Pioneering research to develop man-made bone to help patients with diseased and damaged bone is a step closer to the market.
The University of Aberdeen has struck a multiple licensing deal with ApaTech Ltd - a world leading orthobiologics company focused on the development of synthetic bone graft technologies.
The three licence agreements mean the company can exploit three different technologies developed at the University from research led by Dr Iain Gibson and Dr Jan Skakle, from the Department of Chemistry and the School of Medical Sciences.
Dr Gibson has spent 13 years developing synthetic materials that mimic bone and could be used to repair and regenerate bone in patients requiring spinal surgery. These could also be used to help people with osteoporosis, bone injuries from accidents or sports, or act as a “filler” to patch diseased and damaged bone.
The material has yet to be used in patients. But it is hoped that taking this technology from its current early design stage, to a product that surgeons can use, will take two to four years of development by ApaTech.
The three new technologies that ApaTech will advance were worked on by two University of Aberdeen PhD students whose studentships were funded by the company. These innovations will:
- Allow ApaTech to expand and build on the science to incorporate biologically active silicon into orthopaedic bone graft materials to deliver better bone repair.
- Enable improved MRI imaging of synthetic bone graft materials. This would lead to better monitoring of the healing process.
- Further develop scientific understanding of how bone graft materials can enhance bone regeneration.
Professor Dominic Houlihan, Vice Principal for Research and Commercialisation at the University of Aberdeen, said: “The University of Aberdeen is delighted to have signed three licensing deals with ApaTech which will allow the company to take these innovative technologies closer to the market.
“ApaTech is leading the way with the development of synthetic bone for a global market that is enormous. For example, orthopaedic spinal operations are the second fastest growing orthopaedic surgical area. In America alone $3bn is spent each year on spinal repair devices, and these technologies have the potential to capture a significant part of this market.
“Commercialisation of this research is not only beneficial for patients who will receive enhanced treatments, but is important for the UK economy in terms of increasing the international competitiveness of UK companies. The licensing of this technology is a further example of the commercialisation culture within the University of Aberdeen, where we transfer academic research to commercial outcomes.”
Dr Gibson, Engineering and Physical Sciences Research Council Advanced Research Fellow and a Reader at the University of Aberdeen, said: “There is a real need for materials of this kind that can provide orthopaedic surgeons with a synthetic alternative to using bone grafts and can speed up the healing process for patients.
“Licensing our technologies to ApaTech could possibly mean that this kind of synthetic bone could be used to treat patients as early as 2012, which is a very short development time from laboratory concept to a product that can be used clinically.

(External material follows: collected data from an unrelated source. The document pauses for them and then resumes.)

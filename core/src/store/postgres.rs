// aquabulk/core/src/store/postgres.rs

//! PostgreSQL backend.
//!
//! A unit of work is one `sqlx` transaction. `lock_timeout` is set locally on
//! every transaction so `SELECT ... FOR UPDATE` waits at most the configured
//! bound, and a lock wait that expires surfaces as `LockTimeout`.

use crate::error::{MarketError, MarketResult};
use crate::model::{
  AvailableListing, BuyerOrderView, CartLine, CartLineView, Listing, NewOrder, NewUser, Order, Restock,
  SellerOrderView, User,
};
use crate::store::{MarketStore, UnitOfWork, DEFAULT_LOCK_WAIT};
use async_trait::async_trait;
use rust_decimal::Decimal;
use sqlx::postgres::{PgPool, PgPoolOptions};
use sqlx::{Postgres, Transaction};
use std::time::Duration;
use tracing::{debug, info, instrument, warn};
use uuid::Uuid;

const LOCK_NOT_AVAILABLE: &str = "55P03";
const FOREIGN_KEY_VIOLATION: &str = "23503";
const UNIQUE_VIOLATION: &str = "23505";
const NUMERIC_OUT_OF_RANGE: &str = "22003";
const CHECK_VIOLATION: &str = "23514";

const LISTING_COLUMNS: &str = "id, seller_id, model_name, unit_price, quantity, created_at";

fn sqlstate(err: &sqlx::Error) -> Option<String> {
  match err {
    sqlx::Error::Database(db_err) => db_err.code().map(|c| c.into_owned()),
    _ => None,
  }
}

/// Maps a lock-wait expiry on `listing_id` to `LockTimeout`; anything else
/// stays a database error.
fn lock_error(err: sqlx::Error, listing_id: Uuid) -> MarketError {
  if sqlstate(&err).as_deref() == Some(LOCK_NOT_AVAILABLE) {
    warn!(%listing_id, "Row lock wait exceeded.");
    MarketError::LockTimeout { product_id: listing_id }
  } else {
    MarketError::Database(err)
  }
}

fn cart_lock_error(err: sqlx::Error, buyer_id: Uuid) -> MarketError {
  if sqlstate(&err).as_deref() == Some(LOCK_NOT_AVAILABLE) {
    warn!(%buyer_id, "Cart lock wait exceeded.");
    MarketError::CartLockTimeout { buyer_id }
  } else {
    MarketError::Database(err)
  }
}

#[derive(Debug, Clone)]
pub struct PostgresStore {
  pool: PgPool,
  lock_wait: Duration,
}

impl PostgresStore {
  pub fn new(pool: PgPool, lock_wait: Duration) -> Self {
    Self { pool, lock_wait }
  }

  pub fn with_default_lock_wait(pool: PgPool) -> Self {
    Self::new(pool, DEFAULT_LOCK_WAIT)
  }

  #[instrument(name = "PostgresStore::connect", skip(database_url), err(Display))]
  pub async fn connect(database_url: &str, max_connections: u32, lock_wait: Duration) -> MarketResult<Self> {
    let pool = PgPoolOptions::new()
      .max_connections(max_connections)
      .connect(database_url)
      .await?;
    info!("Connected to PostgreSQL.");
    Ok(Self::new(pool, lock_wait))
  }

  /// Applies the embedded migrations under `core/migrations`.
  #[instrument(name = "PostgresStore::migrate", skip(self), err(Display))]
  pub async fn migrate(&self) -> MarketResult<()> {
    sqlx::migrate!("./migrations")
      .run(&self.pool)
      .await
      .map_err(|e| MarketError::Database(e.into()))?;
    info!("Database migrations applied.");
    Ok(())
  }

  pub fn pool(&self) -> &PgPool {
    &self.pool
  }

  async fn begin_tx(&self) -> MarketResult<Transaction<'static, Postgres>> {
    let mut tx = self.pool.begin().await?;
    sqlx::query("SELECT set_config('lock_timeout', $1, true)")
      .bind(format!("{}ms", self.lock_wait.as_millis()))
      .execute(&mut *tx)
      .await?;
    Ok(tx)
  }
}

#[async_trait]
impl MarketStore for PostgresStore {
  async fn begin(&self) -> MarketResult<Box<dyn UnitOfWork>> {
    let tx = self.begin_tx().await?;
    Ok(Box::new(PgUnit { tx }))
  }

  async fn insert_user(&self, new_user: NewUser) -> MarketResult<User> {
    sqlx::query_as::<_, User>(
      "INSERT INTO users (username, password_hash, role) VALUES ($1, $2, $3) \
       RETURNING id, username, password_hash, role, created_at",
    )
    .bind(&new_user.username)
    .bind(&new_user.password_hash)
    .bind(new_user.role)
    .fetch_one(&self.pool)
    .await
    .map_err(|e| match sqlstate(&e).as_deref() {
      Some(UNIQUE_VIOLATION) => {
        MarketError::Validation(format!("Username '{}' is already registered.", new_user.username))
      }
      _ => MarketError::Database(e),
    })
  }

  async fn find_user_by_username(&self, username: &str) -> MarketResult<Option<User>> {
    let user = sqlx::query_as::<_, User>(
      "SELECT id, username, password_hash, role, created_at FROM users WHERE username = $1",
    )
    .bind(username)
    .fetch_optional(&self.pool)
    .await?;
    Ok(user)
  }

  async fn upsert_listing(&self, restock: &Restock) -> MarketResult<Listing> {
    // The upsert locks the conflicting row; bound the wait like a reservation.
    let mut tx = self.begin_tx().await?;
    let sql = format!(
      "INSERT INTO listings (seller_id, model_name, unit_price, quantity) VALUES ($1, $2, $3, $4) \
       ON CONFLICT (seller_id, model_name, unit_price) \
       DO UPDATE SET quantity = listings.quantity + EXCLUDED.quantity \
       RETURNING {}",
      LISTING_COLUMNS
    );
    let listing = sqlx::query_as::<_, Listing>(&sql)
      .bind(restock.seller_id)
      .bind(&restock.model_name)
      .bind(restock.unit_price)
      .bind(restock.quantity)
      .fetch_one(&mut *tx)
      .await
      .map_err(|e| match sqlstate(&e).as_deref() {
        Some(FOREIGN_KEY_VIOLATION) => MarketError::NotFound(format!("Seller {} not found.", restock.seller_id)),
        Some(NUMERIC_OUT_OF_RANGE) => {
          MarketError::Validation("Restock would overflow the listing quantity.".to_string())
        }
        _ => MarketError::Database(e),
      })?;
    tx.commit().await?;
    debug!(listing_id = %listing.id, quantity = listing.quantity, "Listing upserted.");
    Ok(listing)
  }

  async fn find_listing(&self, listing_id: Uuid) -> MarketResult<Option<Listing>> {
    let sql = format!("SELECT {} FROM listings WHERE id = $1", LISTING_COLUMNS);
    let listing = sqlx::query_as::<_, Listing>(&sql)
      .bind(listing_id)
      .fetch_optional(&self.pool)
      .await?;
    Ok(listing)
  }

  async fn available_listings(&self) -> MarketResult<Vec<AvailableListing>> {
    let rows = sqlx::query_as::<_, AvailableListing>(
      "SELECT l.id, l.seller_id, u.username AS seller_name, l.model_name, l.unit_price, l.quantity, l.created_at \
       FROM listings l JOIN users u ON u.id = l.seller_id \
       ORDER BY l.created_at DESC, l.id",
    )
    .fetch_all(&self.pool)
    .await?;
    Ok(rows)
  }

  async fn seller_listings(&self, seller_id: Uuid) -> MarketResult<Vec<Listing>> {
    let sql = format!(
      "SELECT {} FROM listings WHERE seller_id = $1 ORDER BY created_at DESC, id",
      LISTING_COLUMNS
    );
    let rows = sqlx::query_as::<_, Listing>(&sql)
      .bind(seller_id)
      .fetch_all(&self.pool)
      .await?;
    Ok(rows)
  }

  async fn upsert_cart_line(&self, buyer_id: Uuid, product_id: Uuid, quantity: i32) -> MarketResult<CartLine> {
    sqlx::query_as::<_, CartLine>(
      "INSERT INTO cart_lines (buyer_id, product_id, quantity) VALUES ($1, $2, $3) \
       ON CONFLICT (buyer_id, product_id) \
       DO UPDATE SET quantity = cart_lines.quantity + EXCLUDED.quantity \
       RETURNING buyer_id, product_id, quantity, added_at",
    )
    .bind(buyer_id)
    .bind(product_id)
    .bind(quantity)
    .fetch_one(&self.pool)
    .await
    .map_err(|e| match sqlstate(&e).as_deref() {
      Some(FOREIGN_KEY_VIOLATION) => MarketError::NotFound(format!("Product {} not found.", product_id)),
      Some(NUMERIC_OUT_OF_RANGE) => MarketError::Validation("Cart quantity would overflow.".to_string()),
      _ => MarketError::Database(e),
    })
  }

  async fn cart_view(&self, buyer_id: Uuid) -> MarketResult<Vec<CartLineView>> {
    let rows = sqlx::query_as::<_, CartLineView>(
      "SELECT c.product_id, c.quantity, l.unit_price, l.unit_price * c.quantity AS line_total, \
              l.model_name, l.seller_id, u.username AS seller_name, c.added_at \
       FROM cart_lines c \
       JOIN listings l ON l.id = c.product_id \
       JOIN users u ON u.id = l.seller_id \
       WHERE c.buyer_id = $1 \
       ORDER BY c.added_at, c.product_id",
    )
    .bind(buyer_id)
    .fetch_all(&self.pool)
    .await?;
    Ok(rows)
  }

  async fn delete_cart(&self, buyer_id: Uuid) -> MarketResult<u64> {
    let result = sqlx::query("DELETE FROM cart_lines WHERE buyer_id = $1")
      .bind(buyer_id)
      .execute(&self.pool)
      .await?;
    Ok(result.rows_affected())
  }

  async fn buyer_orders(&self, buyer_id: Uuid) -> MarketResult<Vec<BuyerOrderView>> {
    let rows = sqlx::query_as::<_, BuyerOrderView>(
      "SELECT o.id, o.product_id, l.model_name, o.quantity, o.total_price, o.ordered_at, \
              o.seller_id, u.username AS seller_name \
       FROM orders o \
       JOIN listings l ON l.id = o.product_id \
       JOIN users u ON u.id = o.seller_id \
       WHERE o.buyer_id = $1 \
       ORDER BY o.ordered_at DESC, o.id",
    )
    .bind(buyer_id)
    .fetch_all(&self.pool)
    .await?;
    Ok(rows)
  }

  async fn seller_orders(&self, seller_id: Uuid) -> MarketResult<Vec<SellerOrderView>> {
    let rows = sqlx::query_as::<_, SellerOrderView>(
      "SELECT o.id, o.product_id, l.model_name, o.quantity, o.total_price, o.ordered_at, \
              o.buyer_id, u.username AS buyer_name \
       FROM orders o \
       JOIN listings l ON l.id = o.product_id \
       JOIN users u ON u.id = o.buyer_id \
       WHERE o.seller_id = $1 \
       ORDER BY o.ordered_at DESC, o.id",
    )
    .bind(seller_id)
    .fetch_all(&self.pool)
    .await?;
    Ok(rows)
  }

  async fn seller_revenue(&self, seller_id: Uuid) -> MarketResult<Decimal> {
    let total: Decimal =
      sqlx::query_scalar("SELECT COALESCE(SUM(total_price), 0)::NUMERIC FROM orders WHERE seller_id = $1")
        .bind(seller_id)
        .fetch_one(&self.pool)
        .await?;
    Ok(total)
  }
}

/// One open transaction. Dropping it without `commit` rolls back.
struct PgUnit {
  tx: Transaction<'static, Postgres>,
}

#[async_trait]
impl UnitOfWork for PgUnit {
  async fn lock_cart_lines(&mut self, buyer_id: Uuid) -> MarketResult<Vec<CartLine>> {
    let lines = sqlx::query_as::<_, CartLine>(
      "SELECT buyer_id, product_id, quantity, added_at FROM cart_lines \
       WHERE buyer_id = $1 ORDER BY product_id FOR UPDATE",
    )
    .bind(buyer_id)
    .fetch_all(&mut *self.tx)
    .await
    .map_err(|e| cart_lock_error(e, buyer_id))?;
    Ok(lines)
  }

  async fn lock_listing(&mut self, listing_id: Uuid) -> MarketResult<Option<Listing>> {
    let sql = format!("SELECT {} FROM listings WHERE id = $1 FOR UPDATE", LISTING_COLUMNS);
    sqlx::query_as::<_, Listing>(&sql)
      .bind(listing_id)
      .fetch_optional(&mut *self.tx)
      .await
      .map_err(|e| lock_error(e, listing_id))
  }

  async fn decrement_listing(&mut self, listing_id: Uuid, quantity: i32) -> MarketResult<Listing> {
    let sql = format!(
      "UPDATE listings SET quantity = quantity - $2 WHERE id = $1 AND quantity >= $2 RETURNING {}",
      LISTING_COLUMNS
    );
    let updated = sqlx::query_as::<_, Listing>(&sql)
      .bind(listing_id)
      .bind(quantity)
      .fetch_optional(&mut *self.tx)
      .await
      .map_err(|e| match sqlstate(&e).as_deref() {
        Some(CHECK_VIOLATION) => MarketError::Invariant(format!("listing {} quantity check failed", listing_id)),
        _ => lock_error(e, listing_id),
      })?;
    updated.ok_or_else(|| {
      MarketError::Invariant(format!(
        "decrement of listing {} by {} matched no row",
        listing_id, quantity
      ))
    })
  }

  async fn insert_order(&mut self, order: NewOrder) -> MarketResult<Order> {
    let inserted = sqlx::query_as::<_, Order>(
      "INSERT INTO orders (buyer_id, seller_id, product_id, quantity, total_price) \
       VALUES ($1, $2, $3, $4, $5) \
       RETURNING id, buyer_id, seller_id, product_id, quantity, total_price, ordered_at",
    )
    .bind(order.buyer_id)
    .bind(order.seller_id)
    .bind(order.product_id)
    .bind(order.quantity)
    .bind(order.total_price)
    .fetch_one(&mut *self.tx)
    .await?;
    Ok(inserted)
  }

  async fn remove_cart_lines(&mut self, buyer_id: Uuid, lines: &[CartLine]) -> MarketResult<u64> {
    // The lines are row-locked by `lock_cart_lines`, so nobody has changed them.
    let product_ids: Vec<Uuid> = lines.iter().map(|l| l.product_id).collect();
    let result = sqlx::query("DELETE FROM cart_lines WHERE buyer_id = $1 AND product_id = ANY($2)")
      .bind(buyer_id)
      .bind(product_ids)
      .execute(&mut *self.tx)
      .await?;
    Ok(result.rows_affected())
  }

  async fn commit(self: Box<Self>) -> MarketResult<()> {
    self.tx.commit().await?;
    Ok(())
  }

  async fn rollback(self: Box<Self>) -> MarketResult<()> {
    self.tx.rollback().await?;
    Ok(())
  }
}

“The University of Aberdeen’s relationship with ApaTech has also been hugely beneficial for our postgraduate students. The work being licensed to ApaTech was the basis of the research for two postgraduate students in our department.
“In addition to benefiting financially from this work through being co-inventors of this technology, the students obtain unique experience in commercialising scientific research. One of them has since gone on to work for ApaTech, and will be involved in the commercial development of this technology with the company.”
Tom Buckland, Vice President Research and Development at ApaTech, said: “I am delighted that the strong association between The University of Aberdeen and ApaTech continues to provide access not only to exciting new technologies and product opportunities but also enables us to support important research into the fundamental relationship between new materials and bone biology.”